To prevent our genetically modified probiotic bacteria from escaping the intestine to the environment, they were provided with the disabling mechanism, which could be activated after exposure to some environmental factors. This goal was obtained by implementation of the newly described type II toxin-antitoxin (TA) system VapXD from non-typeable Haemophilus influenzae [1].

Introduction

Vilnius-Lithuania iGEM 2021 project AmeByelooks at amebiasis holistically and comprehensively, therefore target E. histolytica from several angles: prevention and diagnostics. Our team's preventive solution consists of probiotics engineered to produce naringenin - an antiprotozoal compound. Two strains of genetically modified microorganisms were chosen as the main chassis - world-renowned Lactobacillus casei BL23 (Lactobacillus paracasei) and Escherichia coli Nissle 1917. Furthermore, the team made specific gene deletions to enhance naringenin production and adapted a novel toxin-antitoxin system to prevent GMO spreads into the environment. The diagnostic part includes a rapid, point of care, user-friendly diagnostic test identifying extraintestinal amebiasis. The main components of this test are aptamers specific to the E. histolytica secreted proteins. These single-stranded DNA sequences fold into tertiary structures for particular fit with target proteins.

Usage and Biology

The cold-inducible promoter is a part of the VapXD kill-switch system and regulates toxin VapD expression. This promoter naturally occurs in Escherichia coli and regulates cold shock protein (CspA) expression as a response mechanism to instantaneous changes in temperature (from 37 °C to 20 °C, in particular) [2].

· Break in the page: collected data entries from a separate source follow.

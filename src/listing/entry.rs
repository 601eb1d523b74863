//! Directory entry model

use chrono::{DateTime, Utc};

/// What a listing line describes
#[derive(Debug, Clone, Copy, PartialEq, Eq)]
pub enum EntryKind {
    File,
    Directory,
    Symlink,
    /// Devices, pipes and sockets
    Other,
}

impl EntryKind {
    /// Maps the type character of a UNIX permission string
    pub fn from_unix_type(c: char) -> Self {
        match c {
            '-' => EntryKind::File,
            'd' => EntryKind::Directory,
            'l' => EntryKind::Symlink,
            _ => EntryKind::Other,
        }
    }
}

/// One entry of a parsed LIST reply
#[derive(Debug, Clone, PartialEq, Eq)]
pub struct DirectoryEntry {
    pub name: String,
    pub kind: EntryKind,
    /// Size in bytes; 0 for directories in formats that do not report one
    pub size: u64,
    /// Not every listing format carries a usable timestamp
    pub modified: Option<DateTime<Utc>>,
    /// Raw permission string (`drwxr-xr-x`), UNIX listings only
    pub permissions: Option<String>,
    /// Target of a symbolic link
    pub link_target: Option<String>,
}

impl DirectoryEntry {
    pub fn new(name: impl Into<String>, kind: EntryKind, size: u64) -> Self {
        Self {
            name: name.into(),
            kind,
            size,
            modified: None,
            permissions: None,
            link_target: None,
        }
    }

    pub fn is_directory(&self) -> bool {
        self.kind == EntryKind::Directory
    }

    pub fn is_symlink(&self) -> bool {
        self.kind == EntryKind::Symlink
    }

    /// Dot-files, including `.` and `..`
    pub fn is_hidden(&self) -> bool {
        self.name.starts_with('.')
    }
}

For experimental results see BBa K3904005 and BBa K3904006.

Sequence and Features

References

1. Bertelsen, M. B., Senissar, M., Nielsen, M. H., Bisiak, F., Cunha, M. V., Molinaro, A. L., Daines, D. A., & Brodersen, D. E. (2021). Structural Basis For Toxin Inhibition in the VapXD Toxin-Antitoxin System. Structure, 29(2). https://doi.org/10.1016/j.str.2020.10.002
2. oldenberg D, Azar I, Oppenheim AB, Brandi A, Pon CL, Gualerzi CO. Role of Escherichia coli cspA promoter sequences and adaptation of translational apparatus in the cold shock response. Mol Gen Genet. 1997 Oct;256(3):282-90. doi: 10.1007/s004380050571. PMID: 9393453.